I do appreciate and agree that is a lot at first, but in person it doesn't look too "overwhelming"
But im open for re design, that is the entire reason for this thread and setting it up with time to spare.
No worries mate. I wouldn't mind having that setup at all, it's just I have seen (on an aquascaping forum) how you can move some things around and get a so much more pleasing setup. There are certain things that look good to the human eye and if you stick to these things in general you will have a more pleasing design.
I'ts good you have time to set it up so it's 'right'. I do feel your frustration with wanting to get the fish in but knowing you have to wait. I'm in the same place at the moment with one tank of mine.

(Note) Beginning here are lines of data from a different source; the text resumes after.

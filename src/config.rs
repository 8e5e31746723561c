//! Node configuration
//!
//! One TOML file per node. Every section has defaults matching the stock
//! six-port board, so an empty file (or the generated default) is a working
//! root configuration on real hardware.

use crate::relay::{PortPins, DEFAULT_PORTS, DEFAULT_RESET_PIN};
use serde::{Deserialize, Serialize};
use std::path::{Path, PathBuf};
use std::time::Duration;
use tracing::info;

const APP_DIR: &str = "relaymesh";
const CONFIG_FILE: &str = "config.toml";

#[derive(Debug, thiserror::Error)]
pub enum ConfigError {
    #[error("Failed to access config {path}: {source}")]
    Io {
        path: PathBuf,
        source: std::io::Error,
    },

    #[error("Invalid config {path}: {source}")]
    Parse {
        path: PathBuf,
        source: toml::de::Error,
    },

    #[error("Failed to encode config: {0}")]
    Encode(#[from] toml::ser::Error),

    #[error("No config directory on this system")]
    NoConfigDir,
}

#[derive(Clone, Copy, Debug, Default, PartialEq, Eq, Serialize, Deserialize)]
#[serde(rename_all = "lowercase")]
pub enum Role {
    /// Bridges the mesh to the broker
    #[default]
    Root,
    Leaf,
}

#[derive(Clone, Copy, Debug, Default, PartialEq, Eq, Serialize, Deserialize)]
#[serde(rename_all = "lowercase")]
pub enum GpioBackend {
    #[default]
    Rppal,
    Simulated,
}

#[derive(Clone, Debug, PartialEq, Serialize, Deserialize)]
#[serde(default)]
pub struct NodeConfig {
    pub role: Role,
    pub device_name: String,
    pub identity: IdentityConfig,
    pub gpio: GpioConfig,
    pub timing: TimingConfig,
    pub broker: BrokerConfig,
    pub mesh: MeshConfig,
    pub storage: StorageConfig,
}

impl Default for NodeConfig {
    fn default() -> Self {
        Self {
            role: Role::default(),
            device_name: crate::device::DEVICE_NAME.to_string(),
            identity: IdentityConfig::default(),
            gpio: GpioConfig::default(),
            timing: TimingConfig::default(),
            broker: BrokerConfig::default(),
            mesh: MeshConfig::default(),
            storage: StorageConfig::default(),
        }
    }
}

#[derive(Clone, Debug, PartialEq, Serialize, Deserialize)]
#[serde(default)]
pub struct IdentityConfig {
    /// Interface whose hardware address names the node
    pub interface: String,
    /// Fixed address, overrides `interface` (useful off-target)
    pub hardware_address: Option<String>,
}

impl Default for IdentityConfig {
    fn default() -> Self {
        Self {
            interface: "wlan0".to_string(),
            hardware_address: None,
        }
    }
}

#[derive(Clone, Debug, PartialEq, Serialize, Deserialize)]
#[serde(default)]
pub struct GpioConfig {
    pub backend: GpioBackend,
    pub reset_pin: u8,
    pub settle_ms: u64,
    /// Button pins wired on the simulated board
    pub simulated_wired: Vec<u8>,
    pub ports: Vec<PortPins>,
}

impl Default for GpioConfig {
    fn default() -> Self {
        Self {
            backend: GpioBackend::default(),
            reset_pin: DEFAULT_RESET_PIN,
            settle_ms: 1,
            simulated_wired: Vec::new(),
            ports: DEFAULT_PORTS.to_vec(),
        }
    }
}

impl GpioConfig {
    pub fn settle(&self) -> Duration {
        Duration::from_millis(self.settle_ms)
    }
}

#[derive(Clone, Debug, PartialEq, Serialize, Deserialize)]
#[serde(default)]
pub struct TimingConfig {
    pub debounce_ms: u64,
    pub poll_ms: u64,
    pub reset_poll_ms: u64,
    /// Consecutive asserted reset samples that trigger a factory reset
    pub reset_hold_polls: u32,
    pub announce_secs: u64,
}

impl Default for TimingConfig {
    fn default() -> Self {
        Self {
            debounce_ms: 10,
            poll_ms: 100,
            reset_poll_ms: 100,
            reset_hold_polls: 30,
            announce_secs: 30,
        }
    }
}

impl TimingConfig {
    pub fn debounce(&self) -> Duration {
        Duration::from_millis(self.debounce_ms)
    }

    pub fn poll(&self) -> Duration {
        Duration::from_millis(self.poll_ms)
    }

    pub fn reset_poll(&self) -> Duration {
        Duration::from_millis(self.reset_poll_ms)
    }

    pub fn announce(&self) -> Duration {
        Duration::from_secs(self.announce_secs)
    }
}

#[derive(Clone, Debug, PartialEq, Serialize, Deserialize)]
#[serde(default)]
pub struct BrokerConfig {
    pub host: String,
    pub port: u16,
    /// Defaults to `relaymesh-<deviceID>`
    pub client_id: Option<String>,
    pub keep_alive_secs: u64,
    pub up_prefix: String,
    pub down_prefix: String,
    pub reconnect_delay_ms: u64,
    pub capacity: usize,
}

impl Default for BrokerConfig {
    fn default() -> Self {
        Self {
            host: "localhost".to_string(),
            port: 1883,
            client_id: None,
            keep_alive_secs: 30,
            up_prefix: "up/MAC".to_string(),
            down_prefix: "down/MAC".to_string(),
            reconnect_delay_ms: 2000,
            capacity: 20,
        }
    }
}

#[derive(Clone, Debug, PartialEq, Serialize, Deserialize)]
#[serde(default)]
pub struct MeshConfig {
    pub bind: String,
    /// Root socket address; required for leaves
    pub upstream: Option<String>,
}

impl Default for MeshConfig {
    fn default() -> Self {
        Self {
            bind: "0.0.0.0:4210".to_string(),
            upstream: None,
        }
    }
}

#[derive(Clone, Debug, PartialEq, Serialize, Deserialize)]
#[serde(default)]
pub struct StorageConfig {
    pub path: PathBuf,
}

impl Default for StorageConfig {
    fn default() -> Self {
        let base = dirs::data_local_dir().unwrap_or_else(|| PathBuf::from("."));
        Self {
            path: base.join(APP_DIR).join("flags.toml"),
        }
    }
}

pub fn default_path() -> Result<PathBuf, ConfigError> {
    dirs::config_dir()
        .map(|dir| dir.join(APP_DIR).join(CONFIG_FILE))
        .ok_or(ConfigError::NoConfigDir)
}

impl NodeConfig {
    pub async fn load(path: &Path) -> Result<Self, ConfigError> {
        let content = tokio::fs::read_to_string(path)
            .await
            .map_err(|source| ConfigError::Io {
                path: path.to_path_buf(),
                source,
            })?;
        toml::from_str(&content).map_err(|source| ConfigError::Parse {
            path: path.to_path_buf(),
            source,
        })
    }

    /// Writes the default config to `path` unless a file is already there
    pub async fn ensure_default(path: &Path) -> Result<(), ConfigError> {
        let io = |source| ConfigError::Io {
            path: path.to_path_buf(),
            source,
        };
        if tokio::fs::try_exists(path).await.map_err(io)? {
            return Ok(());
        }
        if let Some(parent) = path.parent() {
            tokio::fs::create_dir_all(parent).await.map_err(io)?;
        }

        let content = toml::to_string_pretty(&NodeConfig::default())?;
        tokio::fs::write(path, content).await.map_err(io)?;
        info!("Wrote default config to {}", path.display());
        Ok(())
    }
}

#[cfg(test)]
mod tests {
    use super::*;

    #[test]
    fn partial_file_keeps_defaults() {
        let config: NodeConfig = toml::from_str(
            r#"
            role = "leaf"

            [mesh]
            upstream = "10.0.0.1:4210"

            [timing]
            debounce_ms = 20
            "#,
        )
        .unwrap();

        assert_eq!(config.role, Role::Leaf);
        assert_eq!(config.mesh.upstream.as_deref(), Some("10.0.0.1:4210"));
        assert_eq!(config.mesh.bind, "0.0.0.0:4210");
        assert_eq!(config.timing.debounce(), Duration::from_millis(20));
        assert_eq!(config.timing.reset_hold_polls, 30);
        assert_eq!(config.gpio.ports.len(), 6);
        assert_eq!(config.gpio.reset_pin, 4);
    }

    #[tokio::test]
    async fn default_file_round_trips() {
        let dir = tempfile::tempdir().unwrap();
        let path = dir.path().join("relaymesh").join("config.toml");

        NodeConfig::ensure_default(&path).await.unwrap();
        let loaded = NodeConfig::load(&path).await.unwrap();
        assert_eq!(loaded, NodeConfig::default());

        tokio::fs::write(&path, "role = \"leaf\"").await.unwrap();
        NodeConfig::ensure_default(&path).await.unwrap();
        assert_eq!(NodeConfig::load(&path).await.unwrap().role, Role::Leaf);
    }

    #[tokio::test]
    async fn unknown_role_is_rejected() {
        let dir = tempfile::tempdir().unwrap();
        let path = dir.path().join("config.toml");
        tokio::fs::write(&path, "role = \"bridge\"").await.unwrap();
        assert!(matches!(
            NodeConfig::load(&path).await,
            Err(ConfigError::Parse { .. })
        ));
    }
}
//! Channel registry of one device
//!
//! Holds the device identity and its ordered channel set, and renders the
//! provisioning and telemetry documents. Channels are kept newest-first: each
//! `add_channel` prepends, and both documents list channels in that order so the
//! output matches what deployed brokers already see.

use super::channel::{Channel, ChannelSpec, ChannelValue};
use super::identity::{DeviceId, IdentityError, IdentitySource};
use serde_json::{json, Map, Value};
use std::fmt;
use tracing::{debug, info};

/// Registry lookup and mutation errors
#[derive(Debug, thiserror::Error)]
pub enum RegistryError {
    #[error("Channel '{0}' already exists")]
    DuplicateChannel(String),

    #[error("Unknown channel '{0}'")]
    UnknownChannel(String),

    #[error("Value {value} does not fit channel '{name}'")]
    KindMismatch { name: String, value: Value },
}

#[derive(Clone, Debug)]
pub struct ChannelRegistry {
    name: String,
    id: DeviceId,
    channels: Vec<Channel>,
}

impl ChannelRegistry {
    /// Creates an empty registry for the device, deriving its id from `identity`.
    ///
    /// # Errors
    ///
    /// Fails only if the hardware address cannot be obtained. Callers treat this
    /// as fatal: a node without a stable id cannot be addressed.
    pub fn create(device_name: &str, identity: &dyn IdentitySource) -> Result<Self, IdentityError> {
        let id = DeviceId::from(identity.hardware_address()?);
        info!("Device registry created: name={}, id={}", device_name, id);

        Ok(Self {
            name: device_name.to_string(),
            id,
            channels: Vec::new(),
        })
    }

    pub fn device_name(&self) -> &str {
        &self.name
    }

    pub fn device_id(&self) -> &DeviceId {
        &self.id
    }

    /// Prepends a new zero-valued channel. Names must be unique.
    pub fn add_channel(
        &mut self,
        name: &str,
        commandable: bool,
        spec: ChannelSpec,
    ) -> Result<(), RegistryError> {
        if self.get(name).is_some() {
            return Err(RegistryError::DuplicateChannel(name.to_string()));
        }

        debug!("Adding channel {} (command={}, {:?})", name, commandable, spec.kind());
        self.channels.insert(0, Channel::new(name, commandable, spec));
        Ok(())
    }

    /// Removes a channel by name; absent names are ignored
    pub fn remove_channel(&mut self, name: &str) {
        self.channels.retain(|c| c.name() != name);
    }

    /// Replaces the value of `name`, coercing it to the channel kind.
    ///
    /// Nothing changes on error; callers log and carry on.
    pub fn set_value(&mut self, name: &str, value: impl Into<Value>) -> Result<(), RegistryError> {
        let value = value.into();
        let channel = self
            .channels
            .iter_mut()
            .find(|c| c.name() == name)
            .ok_or_else(|| RegistryError::UnknownChannel(name.to_string()))?;

        if channel.set(&value) {
            Ok(())
        } else {
            Err(RegistryError::KindMismatch {
                name: name.to_string(),
                value,
            })
        }
    }

    pub fn get(&self, name: &str) -> Option<&Channel> {
        self.channels.iter().find(|c| c.name() == name)
    }

    pub fn value(&self, name: &str) -> Option<&ChannelValue> {
        self.get(name).map(Channel::value)
    }

    /// Channels in document order (newest first)
    pub fn iter(&self) -> impl Iterator<Item = &Channel> {
        self.channels.iter()
    }

    pub fn len(&self) -> usize {
        self.channels.len()
    }

    pub fn is_empty(&self) -> bool {
        self.channels.is_empty()
    }

    /// `{action:"provision", deviceName, deviceID, channels:{name:{command, type, ...}}}`
    pub fn to_provisioning_document(&self) -> Value {
        let channels: Map<String, Value> = self
            .channels
            .iter()
            .map(|c| (c.name().to_string(), c.descriptor()))
            .collect();

        json!({
            "action": "provision",
            "deviceName": self.name,
            "deviceID": self.id.as_str(),
            "channels": channels,
        })
    }

    /// `{action:"telemetry", deviceID, channels:{name:value}}`, commandable channels only
    pub fn to_telemetry_document(&self) -> Value {
        let channels: Map<String, Value> = self
            .channels
            .iter()
            .filter(|c| c.is_commandable())
            .map(|c| (c.name().to_string(), c.value().to_json()))
            .collect();

        json!({
            "action": "telemetry",
            "deviceID": self.id.as_str(),
            "channels": channels,
        })
    }
}

impl fmt::Display for ChannelRegistry {
    fn fmt(&self, f: &mut fmt::Formatter<'_>) -> fmt::Result {
        writeln!(f, "Device {} ({}) channels:", self.name, self.id)?;
        for channel in &self.channels {
            writeln!(
                f,
                "{:>10}: {:?} cmd={} value={}",
                channel.name(),
                channel.kind(),
                channel.is_commandable(),
                channel.value()
            )?;
        }
        Ok(())
    }
}

#[cfg(test)]
mod tests {
    use super::*;
    use crate::device::identity::HardwareAddress;

    const ADDRESS: HardwareAddress = HardwareAddress::new([0x24, 0x0a, 0xc4, 0x00, 0x00, 0x01]);

    fn relay_registry(commandable: &[bool]) -> ChannelRegistry {
        let mut registry = ChannelRegistry::create("relay", &ADDRESS).unwrap();
        for (i, cmd) in commandable.iter().enumerate() {
            registry
                .add_channel(&format!("relay_{}", i + 1), *cmd, ChannelSpec::Boolean)
                .unwrap();
        }
        registry
    }

    struct NoAddress;

    impl IdentitySource for NoAddress {
        fn hardware_address(&self) -> Result<crate::device::identity::HardwareAddress, IdentityError> {
            Err(IdentityError::Unavailable("no interface".into()))
        }
    }

    #[test]
    fn create_fails_without_identity() {
        assert!(ChannelRegistry::create("relay", &NoAddress).is_err());
    }

    #[test]
    fn duplicate_names_are_rejected() {
        let mut registry = relay_registry(&[true]);
        let err = registry
            .add_channel("relay_1", false, ChannelSpec::Text)
            .unwrap_err();
        assert!(matches!(err, RegistryError::DuplicateChannel(_)));
        assert_eq!(registry.len(), 1);
        assert!(registry.get("relay_1").unwrap().is_commandable());
    }

    #[test]
    fn channels_iterate_newest_first() {
        let registry = relay_registry(&[true, true, true]);
        let names: Vec<&str> = registry.iter().map(Channel::name).collect();
        assert_eq!(names, ["relay_3", "relay_2", "relay_1"]);

        let doc = registry.to_provisioning_document();
        let keys: Vec<&String> = doc["channels"].as_object().unwrap().keys().collect();
        assert_eq!(keys, ["relay_3", "relay_2", "relay_1"]);
    }

    #[test]
    fn set_value_ignores_unknown_and_mismatched() {
        let mut registry = relay_registry(&[true]);
        assert!(matches!(
            registry.set_value("relay_9", true),
            Err(RegistryError::UnknownChannel(_))
        ));
        assert!(matches!(
            registry.set_value("relay_1", "on"),
            Err(RegistryError::KindMismatch { .. })
        ));
        assert_eq!(registry.value("relay_1"), Some(&ChannelValue::Boolean(false)));

        registry.set_value("relay_1", true).unwrap();
        assert_eq!(registry.value("relay_1"), Some(&ChannelValue::Boolean(true)));
    }

    #[test]
    fn remove_channel_is_idempotent() {
        let mut registry = relay_registry(&[true, false]);
        registry.remove_channel("relay_1");
        registry.remove_channel("relay_1");
        assert_eq!(registry.len(), 1);
        assert!(registry.get("relay_2").is_some());
    }

    #[test]
    fn provisioning_document_shape() {
        let mut registry = relay_registry(&[true, false]);
        registry
            .add_channel(
                "dimmer",
                true,
                ChannelSpec::Number {
                    min: 0.0,
                    max: 100.0,
                    multiple_of: 10.0,
                },
            )
            .unwrap();

        let doc = registry.to_provisioning_document();
        assert_eq!(doc["action"], "provision");
        assert_eq!(doc["deviceName"], "relay");
        assert_eq!(doc["deviceID"], "240AC4000001");
        assert_eq!(
            doc["channels"]["relay_1"],
            json!({"command": true, "type": "boolean"})
        );
        assert_eq!(
            doc["channels"]["relay_2"],
            json!({"command": false, "type": "boolean"})
        );
        assert_eq!(doc["channels"]["dimmer"]["multipleof"], 10.0);
    }

    #[test]
    fn telemetry_lists_commandable_channels_only() {
        let mut registry = relay_registry(&[true, false, true]);
        registry.set_value("relay_3", true).unwrap();

        let doc = registry.to_telemetry_document();
        assert_eq!(
            doc,
            json!({
                "action": "telemetry",
                "deviceID": "240AC4000001",
                "channels": {"relay_3": true, "relay_1": false}
            })
        );
    }

    #[test]
    fn telemetry_values_round_trip_through_set_value() {
        let build = || {
            let mut registry = relay_registry(&[true, true]);
            registry.add_channel("note", true, ChannelSpec::Text).unwrap();
            registry
                .add_channel(
                    "mode",
                    true,
                    ChannelSpec::Choice {
                        options: vec!["eco".into(), "boost".into()],
                    },
                )
                .unwrap();
            registry
        };

        let mut source = build();
        source.set_value("relay_2", true).unwrap();
        source.set_value("note", "hallway").unwrap();
        source.set_value("mode", "boost").unwrap();
        let telemetry = source.to_telemetry_document();

        let mut replica = build();
        for (name, value) in telemetry["channels"].as_object().unwrap() {
            replica.set_value(name, value.clone()).unwrap();
        }
        assert_eq!(replica.to_telemetry_document(), telemetry);
    }
}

I took a few days off from playing with it to try and get a fresh look at it. I'll pull everything out and play with another design.

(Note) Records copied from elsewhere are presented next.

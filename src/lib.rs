//! relaymesh: relay node firmware for a broker-bridged mesh
//!
//! Each node drives up to six relays with paired push buttons and describes
//! itself as a set of typed channels. The root node bridges an MQTT broker to
//! the mesh; leaves hang off the root.
//!
//! ```text
//!  Broker ◄──► Root ──► Leaf
//!               │  ◄──  │
//!            relays    relays
//! ```

pub mod config;
pub mod device;
pub mod error;
pub mod lifecycle;
pub mod link;
pub mod node;
pub mod protocol;
pub mod provisioning;
pub mod relay;
pub mod storage;

pub use error::FatalError;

If you do I strongly suggest you have a look at some aquascaping sites and get some general design principles. They are not too hard to follow. Have a look here
. Here is a scape that uses lots of wood and rocks but they are placed so that there are focal point/s and flow. Look at it planted and dry. This
is another great forum for feedback on aquascaping.
But the reason for it being so packed is i'm keeping a krib, 2xbolivian rams, and hopefully 2x keyholes. so i need that separation/limited lines of sight so they will behave. lol
I'm not going to even pretend I know about cichlid requirements, but I'm sure you can have plenty of territories with a clever layout.

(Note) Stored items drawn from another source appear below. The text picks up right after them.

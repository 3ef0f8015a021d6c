use log::trace;

use printer::Print;

use crate::exp::*;
use crate::matcher::{find_match, solve_match};
use crate::result::IrError;
use crate::traits::{Assign, FreeVars, Substitutable};

// RewriteBudget
//
//

pub const DEFAULT_BUDGET: usize = 10_000;

/// Bounds the number of head-reduction steps spent on one term.
///
/// Reduction terminates on well-typed input, but the budget keeps a
/// misbehaving or adversarial term from spinning the compiler forever.
#[derive(Debug, Clone)]
pub struct RewriteBudget {
    budget: usize,
    used: usize,
}

impl RewriteBudget {
    pub fn new(budget: usize) -> Self {
        RewriteBudget { budget, used: 0 }
    }

    fn step(&mut self) -> Result<(), IrError> {
        if self.used == self.budget {
            return Err(IrError::RewriteBudgetExceeded { budget: self.budget });
        }
        self.used += 1;
        Ok(())
    }
}

impl Default for RewriteBudget {
    fn default() -> Self {
        RewriteBudget::new(DEFAULT_BUDGET)
    }
}

// Normalize
//
//

pub trait Normalize {
    type Nf;

    /// Reduce to normal form, leftmost-outermost first.
    fn normalize(&self, budget: &mut RewriteBudget) -> Result<Self::Nf, IrError>;
}

impl Normalize for Exp {
    type Nf = Exp;

    fn normalize(&self, budget: &mut RewriteBudget) -> Result<Exp, IrError> {
        let mut exp = self.clone();
        // A normalized child can re-enable a head rule (a scrutinee may
        // only now expose its constructor), so head reduction and child
        // normalization alternate until neither makes progress.
        loop {
            let head = head_reduce(exp, budget)?;
            let next = normalize_children(&head, budget)?;
            if next == head {
                return Ok(next);
            }
            exp = next;
        }
    }
}

fn normalize_children(exp: &Exp, budget: &mut RewriteBudget) -> Result<Exp, IrError> {
    let out = match exp {
        Exp::App(App { fun, arg }) => Exp::app(fun.normalize(budget)?, arg.normalize(budget)?),
        Exp::ExternalVar(_) | Exp::LambdaVar(_) | Exp::Literal(_) => exp.clone(),
        Exp::Match(Match { on_exp, cases }) => {
            let cases = cases
                .iter()
                .map(|case| {
                    Ok(Case { pattern: case.pattern.clone(), body: case.body.normalize(budget)? })
                })
                .collect::<Result<Vec<_>, IrError>>()?;
            Exp::Match(Match { on_exp: Box::new(on_exp.normalize(budget)?), cases })
        }
        Exp::Lambda(Lambda { body }) => Exp::lambda(body.normalize(budget)?),
        Exp::Struct(Struct { tag, args, family }) => {
            let args =
                args.iter().map(|arg| arg.normalize(budget)).collect::<Result<Vec<_>, _>>()?;
            Exp::Struct(Struct { tag: *tag, args, family: *family })
        }
        Exp::Recursion(Recursion { inner }) => {
            Exp::Recursion(Recursion { inner: Box::new(inner.normalize(budget)?) })
        }
    };
    Ok(out)
}

// Head reduction
//
//

/// Rewrite the head until no rule fires.
///
/// Rules are tried in a fixed order (beta, match, fixpoint unfold, eta),
/// and a successful step restarts the loop on the new head.
pub fn head_reduce(exp: Exp, budget: &mut RewriteBudget) -> Result<Exp, IrError> {
    let mut exp = exp;
    while let Some(next) = head_step(&exp) {
        budget.step()?;
        trace!("{} ▷ {}", exp.print_to_string(None), next.print_to_string(None));
        exp = next;
    }
    Ok(exp)
}

fn head_step(exp: &Exp) -> Option<Exp> {
    // Beta
    if let Exp::App(App { fun, arg }) = exp {
        if let Exp::Lambda(Lambda { body }) = &**fun {
            return Some(*body.subst(&Assign::new(0, Some((**arg).clone()))));
        }
    }
    // Match: reduce only when an applicable case is provable.
    if let Exp::Match(Match { on_exp, cases }) = exp {
        if let Some((case, env)) = find_match(&**on_exp, cases) {
            return Some(solve_match(env, case));
        }
    }
    // Fixpoint unfold: a body that ignores its self-reference sheds the
    // fixpoint entirely.
    if let Exp::Recursion(Recursion { inner }) = exp {
        if let Exp::Lambda(Lambda { body }) = &**inner {
            if body.is_closed() {
                return Some(*body.subst(&Assign::new(0, None)));
            }
        }
    }
    // Eta: \. f(@0) is f, provided f does not use the binder.
    if let Exp::Lambda(Lambda { body }) = exp {
        if let Exp::App(App { fun, arg }) = &**body {
            if matches!(&**arg, Exp::LambdaVar(LambdaVar { idx: 0 })) && fun.is_closed() {
                return Some(*fun.subst(&Assign::new(0, Some(Exp::var(0)))));
            }
        }
    }
    None
}

#[cfg(test)]
mod tests {
    use super::*;

    #[test]
    fn head_reduce_performs_beta() {
        let exp = Exp::app(Exp::lambda(Exp::var(0)), Exp::int(42));
        let mut budget = RewriteBudget::default();
        assert_eq!(head_reduce(exp, &mut budget).unwrap(), Exp::int(42));
    }

    #[test]
    fn beta_agrees_with_substitution() {
        let body = Exp::app(Exp::var(0), Exp::var(1));
        let arg = Exp::int(7);
        let redex = Exp::app(Exp::lambda(body.clone()), arg.clone());
        let mut budget = RewriteBudget::default();
        assert_eq!(
            head_reduce(redex, &mut budget).unwrap(),
            body.subst(&Assign::new(0, Some(arg)))
        );
    }

    #[test]
    fn eta_requires_a_closed_function() {
        // \. @1(@0) must not eta-reduce: @1 refers through the binder.
        let exp = Exp::lambda(Exp::app(Exp::var(1), Exp::var(0)));
        let mut budget = RewriteBudget::default();
        assert_eq!(head_reduce(exp.clone(), &mut budget).unwrap(), exp);
    }

    #[test]
    fn budget_exhaustion_is_reported() {
        let omega = Exp::lambda(Exp::app(Exp::var(0), Exp::var(0)));
        let spin = Exp::app(Exp::lambda(Exp::app(Exp::var(0), Exp::var(0))), omega);
        let mut budget = RewriteBudget::new(16);
        let err = head_reduce(spin, &mut budget).unwrap_err();
        assert!(matches!(err, IrError::RewriteBudgetExceeded { budget: 16 }));
    }
}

and the plants-will be vals/anubias. Vals will be randomly along the back wall, and anubias will be randomly in the foreground. nothing special, low tech, easy set up with some green-that is all i'm going for.
I don't want to seem like I'm on your back here but like you said, this is the aquascaping thread. I suppose what you have to decide is what you want from the tank. do you want it to look natural or do you want it to look pleasing and give the illusion it is natural? You can rarely have both.
If you want to aquascape your tank, random anything doesn't really work. Where you put your plants has a really big effect on the appearance of your tank. It can also help you achieve more 'territories'. For instance, if you have the vals across the back they only block your line of sight to the back of the tank. On the other hand if you had a cluster behind a piece of wood you can make a curtain for your fish. An anubia in the right place on a piece of wood can balance an aquarium.
Anyway, good luck.
I can try and help, but there are better aquascapers than me. Hopefully someone will back me up. The right layout could turn your 'nice' 'great' setup into a jaw dropping scape. You have the raw materials to do it.